___ Source material ___
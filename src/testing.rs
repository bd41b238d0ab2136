//! Fixtures shared by unit tests: a synthetic site and a small dictionary.

use crate::fetcher::{page_from_html, Fetch, FetchError, FetchedPage};
use crate::model::{
    IndexEntry, Lemma, LemmaId, NewIndexEntry, NewLemma, NewPage, NewSite, Page, PageId, Site,
    SiteId, SiteStatus,
};
use crate::morphology::DictionaryMorphology;
use crate::normalizer::TextNormalizer;
use crate::store::{MemoryStore, Storage, StoreError, StoreResult};
use std::collections::HashMap;
use std::sync::{Arc, Mutex};
use std::time::SystemTime;
use url::Url;

pub(crate) const DICTIONARY: &str = "\
кот\tкот\tС мр,ед,им
кота\tкот\tС мр,ед,рд
коту\tкот\tС мр,ед,дт
коте\tкот\tС мр,ед,пр
коты\tкот\tС мр,мн,им
котов\tкот\tС мр,мн,рд
котами\tкот\tС мр,мн,тв
кошка\tкошка\tС жр,ед,им
кошки\tкошка\tС жр,мн,им
собака\tсобака\tС жр,ед,им
собаки\tсобака\tС жр,мн,им
собаку\tсобака\tС жр,ед,вн
окно\tокно\tС ср,ед,им
окне\tокно\tС ср,ед,пр
сидит\tсидеть\tГ нст,ед,3л
сидят\tсидеть\tГ нст,мн,3л
дом\tдом\tС мр,ед,им
доме\tдом\tС мр,ед,пр
же\tже\tЧ
";

pub(crate) fn morphology() -> Arc<DictionaryMorphology> {
    Arc::new(DictionaryMorphology::parse(DICTIONARY).expect("test dictionary"))
}

pub(crate) fn normalizer() -> TextNormalizer {
    TextNormalizer::new(morphology())
}

fn key(url: &str) -> String {
    Url::parse(url).expect("fixture url").to_string()
}

/// In-memory site served through the `Fetch` seam. Unknown URLs answer 404.
#[derive(Default)]
pub(crate) struct FakeSite {
    pages: Mutex<HashMap<String, String>>,
    fetched: Mutex<Vec<String>>,
}

impl FakeSite {
    pub(crate) fn new() -> Self {
        Self::default()
    }

    pub(crate) fn with_page(self, url: &str, html: &str) -> Self {
        self.set_page(url, html);
        self
    }

    pub(crate) fn set_page(&self, url: &str, html: &str) {
        self.pages
            .lock()
            .unwrap()
            .insert(key(url), html.to_string());
    }

    pub(crate) fn remove_page(&self, url: &str) {
        self.pages.lock().unwrap().remove(&key(url));
    }

    pub(crate) fn fetched(&self) -> Vec<String> {
        self.fetched.lock().unwrap().clone()
    }

    pub(crate) fn fetch_count(&self, url: &str) -> usize {
        let wanted = key(url);
        self.fetched
            .lock()
            .unwrap()
            .iter()
            .filter(|seen| **seen == wanted)
            .count()
    }
}

impl Fetch for FakeSite {
    async fn fetch(&self, url: &Url) -> Result<FetchedPage, FetchError> {
        self.fetched.lock().unwrap().push(url.to_string());
        let html = self.pages.lock().unwrap().get(url.as_str()).cloned();
        match html {
            Some(html) => page_from_html(url, 200, html),
            None => Err(FetchError::Status {
                url: url.clone(),
                status: 404,
            }),
        }
    }
}

pub(crate) async fn site_record<S: Storage>(store: &S, url: &str, name: &str) -> Site {
    store
        .insert_site(NewSite {
            url: url.to_string(),
            name: name.to_string(),
            status: SiteStatus::Indexing,
            status_time: SystemTime::now(),
        })
        .await
        .expect("insert site")
}

/// `MemoryStore` that refuses to store pages at one path, for any site.
pub(crate) struct RejectingStore {
    inner: MemoryStore,
    rejected_path: String,
}

impl RejectingStore {
    pub(crate) fn new(rejected_path: &str) -> Self {
        Self {
            inner: MemoryStore::new(),
            rejected_path: rejected_path.to_string(),
        }
    }
}

impl Storage for RejectingStore {
    async fn insert_site(&self, site: NewSite) -> StoreResult<Site> {
        self.inner.insert_site(site).await
    }
    async fn update_site(&self, site: &Site) -> StoreResult<()> {
        self.inner.update_site(site).await
    }
    async fn touch_site(&self, id: SiteId, at: SystemTime) -> StoreResult<()> {
        self.inner.touch_site(id, at).await
    }
    async fn find_sites(&self) -> StoreResult<Vec<Site>> {
        self.inner.find_sites().await
    }
    async fn find_site(&self, id: SiteId) -> StoreResult<Option<Site>> {
        self.inner.find_site(id).await
    }
    async fn find_site_by_url(&self, url: &str) -> StoreResult<Option<Site>> {
        self.inner.find_site_by_url(url).await
    }
    async fn delete_sites(&self) -> StoreResult<()> {
        self.inner.delete_sites().await
    }
    async fn insert_page(&self, page: NewPage) -> StoreResult<Page> {
        if page.path == self.rejected_path {
            return Err(StoreError::Corrupt {
                entity: "page",
                message: format!("rejected path {}", page.path),
            });
        }
        self.inner.insert_page(page).await
    }
    async fn update_page(&self, page: &Page) -> StoreResult<()> {
        self.inner.update_page(page).await
    }
    async fn find_page(&self, id: PageId) -> StoreResult<Option<Page>> {
        self.inner.find_page(id).await
    }
    async fn find_pages(&self) -> StoreResult<Vec<Page>> {
        self.inner.find_pages().await
    }
    async fn find_pages_by_site(&self, site_id: SiteId) -> StoreResult<Vec<Page>> {
        self.inner.find_pages_by_site(site_id).await
    }
    async fn find_page_by_path(&self, site_id: SiteId, path: &str) -> StoreResult<Option<Page>> {
        self.inner.find_page_by_path(site_id, path).await
    }
    async fn count_pages(&self, site_id: Option<SiteId>) -> StoreResult<usize> {
        self.inner.count_pages(site_id).await
    }
    async fn delete_pages(&self) -> StoreResult<()> {
        self.inner.delete_pages().await
    }
    async fn insert_lemma(&self, lemma: NewLemma) -> StoreResult<Lemma> {
        self.inner.insert_lemma(lemma).await
    }
    async fn update_lemma(&self, lemma: &Lemma) -> StoreResult<()> {
        self.inner.update_lemma(lemma).await
    }
    async fn find_lemma(&self, id: LemmaId) -> StoreResult<Option<Lemma>> {
        self.inner.find_lemma(id).await
    }
    async fn find_lemmas(&self) -> StoreResult<Vec<Lemma>> {
        self.inner.find_lemmas().await
    }
    async fn find_lemmas_by_site(&self, site_id: SiteId) -> StoreResult<Vec<Lemma>> {
        self.inner.find_lemmas_by_site(site_id).await
    }
    async fn find_lemma_by_text(&self, site_id: SiteId, lemma: &str) -> StoreResult<Option<Lemma>> {
        self.inner.find_lemma_by_text(site_id, lemma).await
    }
    async fn count_lemmas(&self, site_id: Option<SiteId>) -> StoreResult<usize> {
        self.inner.count_lemmas(site_id).await
    }
    async fn delete_lemma(&self, id: LemmaId) -> StoreResult<()> {
        self.inner.delete_lemma(id).await
    }
    async fn delete_lemmas(&self) -> StoreResult<()> {
        self.inner.delete_lemmas().await
    }
    async fn insert_entry(&self, entry: NewIndexEntry) -> StoreResult<IndexEntry> {
        self.inner.insert_entry(entry).await
    }
    async fn find_entries_by_page(&self, page_id: PageId) -> StoreResult<Vec<IndexEntry>> {
        self.inner.find_entries_by_page(page_id).await
    }
    async fn find_entries_by_lemma(&self, lemma_id: LemmaId) -> StoreResult<Vec<IndexEntry>> {
        self.inner.find_entries_by_lemma(lemma_id).await
    }
    async fn find_entry(&self, lemma_id: LemmaId, page_id: PageId) -> StoreResult<Option<IndexEntry>> {
        self.inner.find_entry(lemma_id, page_id).await
    }
    async fn delete_entries_by_page(&self, page_id: PageId) -> StoreResult<()> {
        self.inner.delete_entries_by_page(page_id).await
    }
    async fn delete_entries(&self) -> StoreResult<()> {
        self.inner.delete_entries().await
    }
}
___
- [What you have to do]:
Every record above is to be transcribed exactly.

- [Task response]:
filename src/testing.rs
repository bd41b238d0ab2136
//! Fixtures shared by unit tests: a synthetic site and a small dictionary.

use crate::fetcher::{page_from_html, Fetch, FetchError, FetchedPage};
use crate::model::{
    IndexEntry, Lemma, LemmaId, NewIndexEntry, NewLemma, NewPage, NewSite, Page, PageId, Site,
    SiteId, SiteStatus,
};
use crate::morphology::DictionaryMorphology;
use crate::normalizer::TextNormalizer;
use crate::store::{MemoryStore, Storage, StoreError, StoreResult};
use std::collections::HashMap;
use std::sync::{Arc, Mutex};
use std::time::SystemTime;
use url::Url;

pub(crate) const DICTIONARY: &str = "\
кот\tкот\tС мр,ед,им
кота\tкот\tС мр,ед,рд
коту\tкот\tС мр,ед,дт
коте\tкот\tС мр,ед,пр
коты\tкот\tС мр,мн,им
котов\tкот\tС мр,мн,рд
котами\tкот\tС мр,мн,тв
кошка\tкошка\tС жр,ед,им
кошки\tкошка\tС жр,мн,им
собака\tсобака\tС жр,ед,им
собаки\tсобака\tС жр,мн,им
собаку\tсобака\tС жр,ед,вн
окно\tокно\tС ср,ед,им
окне\tокно\tС ср,ед,пр
сидит\tсидеть\tГ нст,ед,3л
сидят\tсидеть\tГ нст,мн,3л
дом\tдом\tС мр,ед,им
доме\tдом\tС мр,ед,пр
же\tже\tЧ
";

pub(crate) fn morphology() -> Arc<DictionaryMorphology> {
    Arc::new(DictionaryMorphology::parse(DICTIONARY).expect("test dictionary"))
}

pub(crate) fn normalizer() -> TextNormalizer {
    TextNormalizer::new(morphology())
}

fn key(url: &str) -> String {
    Url::parse(url).expect("fixture url").to_string()
}

/// In-memory site served through the `Fetch` seam. Unknown URLs answer 404.
#[derive(Default)]
pub(crate) struct FakeSite {
    pages: Mutex<HashMap<String, String>>,
    fetched: Mutex<Vec<String>>,
}

impl FakeSite {
    pub(crate) fn new() -> Self {
        Self::default()
    }

    pub(crate) fn with_page(self, url: &str, html: &str) -> Self {
        self.set_page(url, html);
        self
    }

    pub(crate) fn set_page(&self, url: &str, html: &str) {
        self.pages
            .lock()
            .unwrap()
            .insert(key(url), html.to_string());
    }

    pub(crate) fn remove_page(&self, url: &str) {
        self.pages.lock().unwrap().remove(&key(url));
    }

    pub(crate) fn fetched(&self) -> Vec<String> {
        self.fetched.lock().unwrap().clone()
    }

    pub(crate) fn fetch_count(&self, url: &str) -> usize {
        let wanted = key(url);
        self.fetched
            .lock()
            .unwrap()
            .iter()
            .filter(|seen| **seen == wanted)
            .count()
    }
}

impl Fetch for FakeSite {
    async fn fetch(&self, url: &Url) -> Result<FetchedPage, FetchError> {
        self.fetched.lock().unwrap().push(url.to_string());
        let html = self.pages.lock().unwrap().get(url.as_str()).cloned();
        match html {
            Some(html) => page_from_html(url, 200, html),
            None => Err(FetchError::Status {
                url: url.clone(),
                status: 404,
            }),
        }
    }
}

pub(crate) async fn site_record<S: Storage>(store: &S, url: &str, name: &str) -> Site {
    store
        .insert_site(NewSite {
            url: url.to_string(),
            name: name.to_string(),
            status: SiteStatus::Indexing,
            status_time: SystemTime::now(),
        })
        .await
        .expect("insert site")
}

/// `MemoryStore` that refuses to store pages at one path, for any site.
pub(crate) struct RejectingStore {
    inner: MemoryStore,
    rejected_path: String,
}

impl RejectingStore {
    pub(crate) fn new(rejected_path: &str) -> Self {
        Self {
            inner: MemoryStore::new(),
            rejected_path: rejected_path.to_string(),
        }
    }
}

impl Storage for RejectingStore {
    async fn insert_site(&self, site: NewSite) -> StoreResult<Site> {
        self.inner.insert_site(site).await
    }
    async fn update_site(&self, site: &Site) -> StoreResult<()> {
        self.inner.update_site(site).await
    }
    async fn touch_site(&self, id: SiteId, at: SystemTime) -> StoreResult<()> {
        self.inner.touch_site(id, at).await
    }
    async fn find_sites(&self) -> StoreResult<Vec<Site>> {
        self.inner.find_sites().await
    }
    async fn find_site(&self, id: SiteId) -> StoreResult<Option<Site>> {
        self.inner.find_site(id).await
    }
    async fn find_site_by_url(&self, url: &str) -> StoreResult<Option<Site>> {
        self.inner.find_site_by_url(url).await
    }
    async fn delete_sites(&self) -> StoreResult<()> {
        self.inner.delete_sites().await
    }
    async fn insert_page(&self, page: NewPage) -> StoreResult<Page> {
        if page.path == self.rejected_path {
            return Err(StoreError::Corrupt {
                entity: "page",
                message: format!("rejected path {}", page.path),
            });
        }
        self.inner.insert_page(page).await
    }
    async fn update_page(&self, page: &Page) -> StoreResult<()> {
        self.inner.update_page(page).await
    }
    async fn find_page(&self, id: PageId) -> StoreResult<Option<Page>> {
        self.inner.find_page(id).await
    }
    async fn find_pages(&self) -> StoreResult<Vec<Page>> {
        self.inner.find_pages().await
    }
    async fn find_pages_by_site(&self, site_id: SiteId) -> StoreResult<Vec<Page>> {
        self.inner.find_pages_by_site(site_id).await
    }
    async fn find_page_by_path(&self, site_id: SiteId, path: &str) -> StoreResult<Option<Page>> {
        self.inner.find_page_by_path(site_id, path).await
    }
    async fn count_pages(&self, site_id: Option<SiteId>) -> StoreResult<usize> {
        self.inner.count_pages(site_id).await
    }
    async fn delete_pages(&self) -> StoreResult<()> {
        self.inner.delete_pages().await
    }
    async fn insert_lemma(&self, lemma: NewLemma) -> StoreResult<Lemma> {
        self.inner.insert_lemma(lemma).await
    }
    async fn update_lemma(&self, lemma: &Lemma) -> StoreResult<()> {
        self.inner.update_lemma(lemma).await
    }
    async fn find_lemma(&self, id: LemmaId) -> StoreResult<Option<Lemma>> {
        self.inner.find_lemma(id).await
    }
    async fn find_lemmas(&self) -> StoreResult<Vec<Lemma>> {
        self.inner.find_lemmas().await
    }
    async fn find_lemmas_by_site(&self, site_id: SiteId) -> StoreResult<Vec<Lemma>> {
        self.inner.find_lemmas_by_site(site_id).await
    }
    async fn find_lemma_by_text(&self, site_id: SiteId, lemma: &str) -> StoreResult<Option<Lemma>> {
        self.inner.find_lemma_by_text(site_id, lemma).await
    }
    async fn count_lemmas(&self, site_id: Option<SiteId>) -> StoreResult<usize> {
        self.inner.count_lemmas(site_id).await
    }
    async fn delete_lemma(&self, id: LemmaId) -> StoreResult<()> {
        self.inner.delete_lemma(id).await
    }
    async fn delete_lemmas(&self) -> StoreResult<()> {
        self.inner.delete_lemmas().await
    }
    async fn insert_entry(&self, entry: NewIndexEntry) -> StoreResult<IndexEntry> {
        self.inner.insert_entry(entry).await
    }
    async fn find_entries_by_page(&self, page_id: PageId) -> StoreResult<Vec<IndexEntry>> {
        self.inner.find_entries_by_page(page_id).await
    }
    async fn find_entries_by_lemma(&self, lemma_id: LemmaId) -> StoreResult<Vec<IndexEntry>> {
        self.inner.find_entries_by_lemma(lemma_id).await
    }
    async fn find_entry(&self, lemma_id: LemmaId, page_id: PageId) -> StoreResult<Option<IndexEntry>> {
        self.inner.find_entry(lemma_id, page_id).await
    }
    async fn delete_entries_by_page(&self, page_id: PageId) -> StoreResult<()> {
        self.inner.delete_entries_by_page(page_id).await
    }
    async fn delete_entries(&self) -> StoreResult<()> {
        self.inner.delete_entries().await
    }
}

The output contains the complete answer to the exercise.